Stored data entries
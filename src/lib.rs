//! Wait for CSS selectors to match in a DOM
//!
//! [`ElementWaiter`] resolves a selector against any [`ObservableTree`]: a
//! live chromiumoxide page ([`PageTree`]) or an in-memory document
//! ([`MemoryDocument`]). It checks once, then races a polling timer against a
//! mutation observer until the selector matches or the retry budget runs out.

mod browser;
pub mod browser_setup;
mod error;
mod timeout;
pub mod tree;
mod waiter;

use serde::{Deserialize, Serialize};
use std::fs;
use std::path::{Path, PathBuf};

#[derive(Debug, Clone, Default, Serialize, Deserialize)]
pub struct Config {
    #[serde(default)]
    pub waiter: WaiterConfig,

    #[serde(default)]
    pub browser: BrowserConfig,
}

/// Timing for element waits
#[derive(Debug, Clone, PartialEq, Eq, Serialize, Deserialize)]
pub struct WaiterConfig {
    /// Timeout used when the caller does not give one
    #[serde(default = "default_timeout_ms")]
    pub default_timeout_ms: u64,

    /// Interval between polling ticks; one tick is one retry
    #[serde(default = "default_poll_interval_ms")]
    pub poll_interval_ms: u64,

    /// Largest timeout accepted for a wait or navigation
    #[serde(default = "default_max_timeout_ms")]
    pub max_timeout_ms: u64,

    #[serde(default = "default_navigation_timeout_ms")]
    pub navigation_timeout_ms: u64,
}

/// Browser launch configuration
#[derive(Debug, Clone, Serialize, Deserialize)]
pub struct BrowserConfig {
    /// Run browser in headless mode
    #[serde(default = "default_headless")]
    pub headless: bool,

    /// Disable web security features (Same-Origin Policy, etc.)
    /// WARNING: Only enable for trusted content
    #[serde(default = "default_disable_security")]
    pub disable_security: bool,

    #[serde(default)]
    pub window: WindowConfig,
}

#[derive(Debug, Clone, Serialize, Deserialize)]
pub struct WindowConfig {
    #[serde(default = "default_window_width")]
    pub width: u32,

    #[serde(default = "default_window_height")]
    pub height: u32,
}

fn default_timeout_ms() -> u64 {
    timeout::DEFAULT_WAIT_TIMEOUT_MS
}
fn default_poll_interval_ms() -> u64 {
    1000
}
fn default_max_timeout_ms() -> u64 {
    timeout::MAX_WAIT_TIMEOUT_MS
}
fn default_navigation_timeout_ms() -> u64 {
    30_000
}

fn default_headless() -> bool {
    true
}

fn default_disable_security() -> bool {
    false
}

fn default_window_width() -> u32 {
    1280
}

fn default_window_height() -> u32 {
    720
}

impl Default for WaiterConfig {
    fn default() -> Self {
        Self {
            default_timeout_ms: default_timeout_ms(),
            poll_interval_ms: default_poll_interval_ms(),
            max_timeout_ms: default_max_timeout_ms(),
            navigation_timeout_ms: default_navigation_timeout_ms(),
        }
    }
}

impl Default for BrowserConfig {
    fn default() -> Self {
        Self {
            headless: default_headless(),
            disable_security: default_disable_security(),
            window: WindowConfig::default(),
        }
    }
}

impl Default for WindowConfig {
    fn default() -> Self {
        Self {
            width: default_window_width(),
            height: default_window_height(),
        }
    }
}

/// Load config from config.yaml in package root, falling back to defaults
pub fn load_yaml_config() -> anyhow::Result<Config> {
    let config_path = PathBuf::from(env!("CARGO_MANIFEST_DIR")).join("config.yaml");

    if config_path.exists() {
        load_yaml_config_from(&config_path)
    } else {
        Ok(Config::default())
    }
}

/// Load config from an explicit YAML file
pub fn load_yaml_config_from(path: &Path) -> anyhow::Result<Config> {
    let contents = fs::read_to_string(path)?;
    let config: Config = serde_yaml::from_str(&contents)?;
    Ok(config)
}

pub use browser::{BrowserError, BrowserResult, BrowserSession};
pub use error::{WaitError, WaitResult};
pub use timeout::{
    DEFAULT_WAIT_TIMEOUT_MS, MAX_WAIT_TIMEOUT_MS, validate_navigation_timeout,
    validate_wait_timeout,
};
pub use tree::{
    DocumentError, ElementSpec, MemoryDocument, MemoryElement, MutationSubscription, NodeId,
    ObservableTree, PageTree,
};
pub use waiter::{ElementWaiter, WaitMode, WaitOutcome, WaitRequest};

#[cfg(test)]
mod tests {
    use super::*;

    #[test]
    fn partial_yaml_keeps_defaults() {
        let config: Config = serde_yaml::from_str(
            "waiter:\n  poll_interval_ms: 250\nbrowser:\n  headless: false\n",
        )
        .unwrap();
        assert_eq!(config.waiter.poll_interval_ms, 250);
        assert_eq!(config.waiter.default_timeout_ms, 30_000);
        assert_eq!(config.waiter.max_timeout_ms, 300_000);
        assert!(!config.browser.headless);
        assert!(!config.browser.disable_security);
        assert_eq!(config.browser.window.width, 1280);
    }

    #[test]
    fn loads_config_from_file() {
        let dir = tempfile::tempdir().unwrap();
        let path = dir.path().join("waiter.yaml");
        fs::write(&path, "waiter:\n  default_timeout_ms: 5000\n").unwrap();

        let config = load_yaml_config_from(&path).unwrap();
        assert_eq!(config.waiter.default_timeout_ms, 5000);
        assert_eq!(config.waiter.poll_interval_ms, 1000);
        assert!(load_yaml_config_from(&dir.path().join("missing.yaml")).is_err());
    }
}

==

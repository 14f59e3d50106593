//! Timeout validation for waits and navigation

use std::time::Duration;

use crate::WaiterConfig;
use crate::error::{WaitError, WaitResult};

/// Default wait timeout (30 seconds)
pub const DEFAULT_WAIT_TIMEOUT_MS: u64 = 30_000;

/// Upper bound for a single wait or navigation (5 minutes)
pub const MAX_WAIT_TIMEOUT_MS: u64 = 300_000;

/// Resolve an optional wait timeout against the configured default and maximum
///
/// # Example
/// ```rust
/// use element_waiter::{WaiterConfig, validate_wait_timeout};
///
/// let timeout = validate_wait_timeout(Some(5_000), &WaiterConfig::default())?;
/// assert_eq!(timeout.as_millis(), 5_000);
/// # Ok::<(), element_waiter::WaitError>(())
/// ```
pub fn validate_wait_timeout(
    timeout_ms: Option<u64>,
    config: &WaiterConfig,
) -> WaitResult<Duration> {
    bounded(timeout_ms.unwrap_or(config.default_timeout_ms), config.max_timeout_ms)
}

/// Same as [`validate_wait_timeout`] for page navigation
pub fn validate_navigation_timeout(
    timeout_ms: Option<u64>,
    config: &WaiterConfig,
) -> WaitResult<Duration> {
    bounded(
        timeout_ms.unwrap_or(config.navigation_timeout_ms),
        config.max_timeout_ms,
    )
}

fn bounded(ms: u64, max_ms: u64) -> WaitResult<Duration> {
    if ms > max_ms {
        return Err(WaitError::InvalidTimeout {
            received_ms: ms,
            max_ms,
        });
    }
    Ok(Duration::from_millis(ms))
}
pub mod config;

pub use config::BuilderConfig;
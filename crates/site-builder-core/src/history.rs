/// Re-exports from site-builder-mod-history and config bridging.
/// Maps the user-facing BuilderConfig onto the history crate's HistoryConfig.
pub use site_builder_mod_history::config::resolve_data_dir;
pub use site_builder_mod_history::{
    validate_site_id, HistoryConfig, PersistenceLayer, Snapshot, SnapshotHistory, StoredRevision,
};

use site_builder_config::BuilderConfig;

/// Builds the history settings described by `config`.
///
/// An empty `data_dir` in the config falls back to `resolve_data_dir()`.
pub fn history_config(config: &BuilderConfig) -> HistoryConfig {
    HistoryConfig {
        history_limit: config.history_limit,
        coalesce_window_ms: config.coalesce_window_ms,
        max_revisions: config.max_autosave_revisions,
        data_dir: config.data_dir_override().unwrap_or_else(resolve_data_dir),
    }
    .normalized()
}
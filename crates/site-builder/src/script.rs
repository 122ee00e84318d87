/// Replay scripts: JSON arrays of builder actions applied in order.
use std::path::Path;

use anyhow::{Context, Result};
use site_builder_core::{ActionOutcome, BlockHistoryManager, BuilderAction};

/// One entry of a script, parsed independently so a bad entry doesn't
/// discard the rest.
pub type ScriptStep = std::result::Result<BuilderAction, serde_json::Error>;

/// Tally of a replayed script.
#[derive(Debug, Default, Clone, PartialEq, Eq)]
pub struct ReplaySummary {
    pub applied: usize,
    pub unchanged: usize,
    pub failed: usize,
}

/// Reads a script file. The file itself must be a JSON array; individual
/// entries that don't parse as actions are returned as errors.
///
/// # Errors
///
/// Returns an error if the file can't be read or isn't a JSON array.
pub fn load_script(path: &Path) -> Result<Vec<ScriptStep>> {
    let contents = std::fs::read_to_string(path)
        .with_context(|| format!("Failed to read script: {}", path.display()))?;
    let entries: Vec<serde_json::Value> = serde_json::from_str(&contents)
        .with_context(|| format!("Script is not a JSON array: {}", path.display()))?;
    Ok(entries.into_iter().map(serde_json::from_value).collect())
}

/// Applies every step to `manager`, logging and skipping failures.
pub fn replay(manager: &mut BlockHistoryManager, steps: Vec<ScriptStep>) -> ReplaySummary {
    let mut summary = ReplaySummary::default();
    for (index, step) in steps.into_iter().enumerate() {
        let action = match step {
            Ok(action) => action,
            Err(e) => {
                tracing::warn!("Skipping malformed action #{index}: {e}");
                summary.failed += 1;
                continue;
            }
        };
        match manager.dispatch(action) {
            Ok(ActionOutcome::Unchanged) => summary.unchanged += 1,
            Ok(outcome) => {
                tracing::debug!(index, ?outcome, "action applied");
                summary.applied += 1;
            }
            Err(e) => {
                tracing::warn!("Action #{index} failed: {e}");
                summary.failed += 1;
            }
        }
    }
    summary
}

==

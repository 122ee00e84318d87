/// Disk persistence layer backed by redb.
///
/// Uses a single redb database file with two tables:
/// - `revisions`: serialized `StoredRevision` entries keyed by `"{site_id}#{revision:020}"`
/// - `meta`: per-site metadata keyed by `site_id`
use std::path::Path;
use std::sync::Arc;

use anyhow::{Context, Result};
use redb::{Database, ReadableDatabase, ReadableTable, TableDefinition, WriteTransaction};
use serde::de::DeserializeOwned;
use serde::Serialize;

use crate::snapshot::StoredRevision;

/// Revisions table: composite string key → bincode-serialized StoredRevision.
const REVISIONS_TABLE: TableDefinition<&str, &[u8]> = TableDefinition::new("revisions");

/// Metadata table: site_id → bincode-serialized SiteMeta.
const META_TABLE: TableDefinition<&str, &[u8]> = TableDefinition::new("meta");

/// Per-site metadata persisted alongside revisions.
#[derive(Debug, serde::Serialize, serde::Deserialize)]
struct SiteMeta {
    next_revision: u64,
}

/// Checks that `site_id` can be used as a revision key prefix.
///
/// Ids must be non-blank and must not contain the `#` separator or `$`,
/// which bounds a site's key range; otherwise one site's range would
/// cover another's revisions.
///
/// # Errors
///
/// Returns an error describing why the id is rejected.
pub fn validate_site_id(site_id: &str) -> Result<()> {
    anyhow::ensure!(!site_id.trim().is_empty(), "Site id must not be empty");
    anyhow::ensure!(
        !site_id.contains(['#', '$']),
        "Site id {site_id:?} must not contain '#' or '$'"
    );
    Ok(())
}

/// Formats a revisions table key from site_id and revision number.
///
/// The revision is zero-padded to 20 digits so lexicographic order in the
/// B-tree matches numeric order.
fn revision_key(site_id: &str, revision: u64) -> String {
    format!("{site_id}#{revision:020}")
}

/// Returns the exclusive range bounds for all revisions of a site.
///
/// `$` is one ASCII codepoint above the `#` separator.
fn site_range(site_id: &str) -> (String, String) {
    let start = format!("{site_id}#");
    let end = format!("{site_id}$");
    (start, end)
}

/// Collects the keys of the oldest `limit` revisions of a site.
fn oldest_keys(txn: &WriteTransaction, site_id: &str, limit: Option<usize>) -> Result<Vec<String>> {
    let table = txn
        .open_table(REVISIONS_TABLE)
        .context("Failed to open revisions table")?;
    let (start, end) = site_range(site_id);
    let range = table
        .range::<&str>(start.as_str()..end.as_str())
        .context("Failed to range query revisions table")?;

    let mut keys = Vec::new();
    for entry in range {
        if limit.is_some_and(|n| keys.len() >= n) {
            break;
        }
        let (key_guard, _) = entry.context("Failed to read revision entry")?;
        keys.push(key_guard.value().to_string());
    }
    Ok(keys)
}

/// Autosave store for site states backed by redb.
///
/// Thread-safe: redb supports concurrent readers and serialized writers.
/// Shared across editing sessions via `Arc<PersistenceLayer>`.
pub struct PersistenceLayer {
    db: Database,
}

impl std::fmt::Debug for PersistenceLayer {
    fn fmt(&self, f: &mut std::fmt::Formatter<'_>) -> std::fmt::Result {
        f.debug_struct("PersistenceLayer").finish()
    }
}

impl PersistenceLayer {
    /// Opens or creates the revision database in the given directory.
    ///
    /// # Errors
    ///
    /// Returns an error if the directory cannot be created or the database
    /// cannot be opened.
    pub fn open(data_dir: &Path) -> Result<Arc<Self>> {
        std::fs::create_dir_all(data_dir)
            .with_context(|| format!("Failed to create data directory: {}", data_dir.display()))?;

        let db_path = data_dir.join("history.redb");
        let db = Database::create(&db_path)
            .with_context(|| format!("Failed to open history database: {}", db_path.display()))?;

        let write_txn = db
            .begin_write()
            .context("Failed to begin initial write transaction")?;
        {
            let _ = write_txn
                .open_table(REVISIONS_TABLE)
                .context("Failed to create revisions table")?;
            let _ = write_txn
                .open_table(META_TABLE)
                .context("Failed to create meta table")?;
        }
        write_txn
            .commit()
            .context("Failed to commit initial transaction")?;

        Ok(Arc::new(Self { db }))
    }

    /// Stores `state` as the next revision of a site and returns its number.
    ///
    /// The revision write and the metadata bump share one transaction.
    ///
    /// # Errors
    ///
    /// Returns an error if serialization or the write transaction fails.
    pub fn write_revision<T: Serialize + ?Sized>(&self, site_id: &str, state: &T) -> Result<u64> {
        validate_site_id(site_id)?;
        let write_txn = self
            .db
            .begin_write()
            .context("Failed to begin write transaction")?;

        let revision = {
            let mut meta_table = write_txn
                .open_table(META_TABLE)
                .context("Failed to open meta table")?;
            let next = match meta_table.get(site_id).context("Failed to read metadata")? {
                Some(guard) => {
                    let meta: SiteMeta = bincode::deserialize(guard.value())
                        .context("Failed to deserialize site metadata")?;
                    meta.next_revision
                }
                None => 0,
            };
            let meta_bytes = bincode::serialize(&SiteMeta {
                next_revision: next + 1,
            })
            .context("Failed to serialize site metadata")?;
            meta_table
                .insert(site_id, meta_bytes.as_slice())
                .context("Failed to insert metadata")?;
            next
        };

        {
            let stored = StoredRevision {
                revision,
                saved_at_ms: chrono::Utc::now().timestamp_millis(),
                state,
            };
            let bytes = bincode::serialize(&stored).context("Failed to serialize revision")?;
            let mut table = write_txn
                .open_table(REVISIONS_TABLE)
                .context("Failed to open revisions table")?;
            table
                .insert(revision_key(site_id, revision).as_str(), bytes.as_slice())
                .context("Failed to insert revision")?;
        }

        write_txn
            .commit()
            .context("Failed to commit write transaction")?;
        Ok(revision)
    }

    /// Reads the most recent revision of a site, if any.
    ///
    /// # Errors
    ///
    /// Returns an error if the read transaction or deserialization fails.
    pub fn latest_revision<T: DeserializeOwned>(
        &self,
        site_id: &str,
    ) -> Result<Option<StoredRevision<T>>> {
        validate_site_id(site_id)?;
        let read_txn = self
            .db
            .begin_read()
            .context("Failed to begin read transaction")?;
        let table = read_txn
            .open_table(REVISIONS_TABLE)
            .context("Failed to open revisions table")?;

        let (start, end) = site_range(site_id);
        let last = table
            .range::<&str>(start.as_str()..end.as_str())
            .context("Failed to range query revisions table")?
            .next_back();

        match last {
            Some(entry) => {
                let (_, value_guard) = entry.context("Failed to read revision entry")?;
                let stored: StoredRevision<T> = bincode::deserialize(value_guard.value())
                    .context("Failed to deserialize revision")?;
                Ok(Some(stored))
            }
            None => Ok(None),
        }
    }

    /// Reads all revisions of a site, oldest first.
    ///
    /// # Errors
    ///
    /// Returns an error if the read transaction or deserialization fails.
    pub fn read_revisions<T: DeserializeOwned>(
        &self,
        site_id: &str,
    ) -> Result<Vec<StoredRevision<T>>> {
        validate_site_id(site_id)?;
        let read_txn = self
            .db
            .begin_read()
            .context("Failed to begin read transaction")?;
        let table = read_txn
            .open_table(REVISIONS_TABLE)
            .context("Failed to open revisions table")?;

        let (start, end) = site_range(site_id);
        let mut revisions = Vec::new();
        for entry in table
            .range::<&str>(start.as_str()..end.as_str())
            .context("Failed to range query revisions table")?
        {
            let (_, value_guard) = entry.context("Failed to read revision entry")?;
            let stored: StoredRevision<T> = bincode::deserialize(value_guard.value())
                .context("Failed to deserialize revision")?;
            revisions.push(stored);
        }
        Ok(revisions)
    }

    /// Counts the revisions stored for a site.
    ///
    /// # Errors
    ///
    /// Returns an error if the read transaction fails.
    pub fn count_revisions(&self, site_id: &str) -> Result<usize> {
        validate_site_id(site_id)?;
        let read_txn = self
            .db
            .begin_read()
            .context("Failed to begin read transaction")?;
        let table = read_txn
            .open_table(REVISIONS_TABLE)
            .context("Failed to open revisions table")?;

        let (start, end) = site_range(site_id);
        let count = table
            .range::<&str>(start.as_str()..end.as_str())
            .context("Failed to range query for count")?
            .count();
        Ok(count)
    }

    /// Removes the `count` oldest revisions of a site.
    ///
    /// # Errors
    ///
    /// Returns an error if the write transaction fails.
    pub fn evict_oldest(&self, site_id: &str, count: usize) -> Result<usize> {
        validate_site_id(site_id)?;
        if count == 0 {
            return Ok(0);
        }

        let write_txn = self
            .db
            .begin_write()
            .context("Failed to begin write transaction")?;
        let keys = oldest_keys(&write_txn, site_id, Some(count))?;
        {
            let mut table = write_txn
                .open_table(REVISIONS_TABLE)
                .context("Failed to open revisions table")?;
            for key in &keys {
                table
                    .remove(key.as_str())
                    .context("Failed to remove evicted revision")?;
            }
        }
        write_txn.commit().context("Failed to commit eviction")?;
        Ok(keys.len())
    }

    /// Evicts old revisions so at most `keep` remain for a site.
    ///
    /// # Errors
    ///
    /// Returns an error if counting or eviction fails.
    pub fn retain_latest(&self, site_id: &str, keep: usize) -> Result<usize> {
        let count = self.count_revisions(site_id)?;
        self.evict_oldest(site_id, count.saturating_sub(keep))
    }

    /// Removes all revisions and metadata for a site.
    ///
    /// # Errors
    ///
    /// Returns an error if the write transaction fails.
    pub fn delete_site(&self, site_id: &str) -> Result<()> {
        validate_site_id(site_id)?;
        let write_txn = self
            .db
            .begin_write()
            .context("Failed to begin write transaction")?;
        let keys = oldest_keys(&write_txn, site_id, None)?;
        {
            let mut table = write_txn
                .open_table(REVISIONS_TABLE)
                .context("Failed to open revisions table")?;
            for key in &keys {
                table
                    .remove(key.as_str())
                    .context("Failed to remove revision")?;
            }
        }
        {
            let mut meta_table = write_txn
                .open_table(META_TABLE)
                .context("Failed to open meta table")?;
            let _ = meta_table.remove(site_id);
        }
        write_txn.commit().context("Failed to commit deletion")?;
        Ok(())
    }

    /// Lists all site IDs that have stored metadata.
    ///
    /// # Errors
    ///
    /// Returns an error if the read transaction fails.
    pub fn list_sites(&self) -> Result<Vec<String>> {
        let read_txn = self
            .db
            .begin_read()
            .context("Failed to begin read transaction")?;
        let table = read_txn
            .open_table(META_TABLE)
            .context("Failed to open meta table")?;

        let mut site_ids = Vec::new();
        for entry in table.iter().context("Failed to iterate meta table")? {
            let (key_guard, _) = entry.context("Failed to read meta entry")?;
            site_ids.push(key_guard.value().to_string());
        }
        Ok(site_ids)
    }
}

## REQUIRED WORK:
Copy, exactly and only, the lines above that begin with the one containing "let dir = tempfile::tempdir().unwrap();" and finish with the one containing "let config = load_yaml_config_from(&path).unwrap();".

## RESPONSE AREA:
        let dir = tempfile::tempdir().unwrap();
        let path = dir.path().join("waiter.yaml");
        fs::write(&path, "waiter:\n  default_timeout_ms: 5000\n").unwrap();

        let config = load_yaml_config_from(&path).unwrap();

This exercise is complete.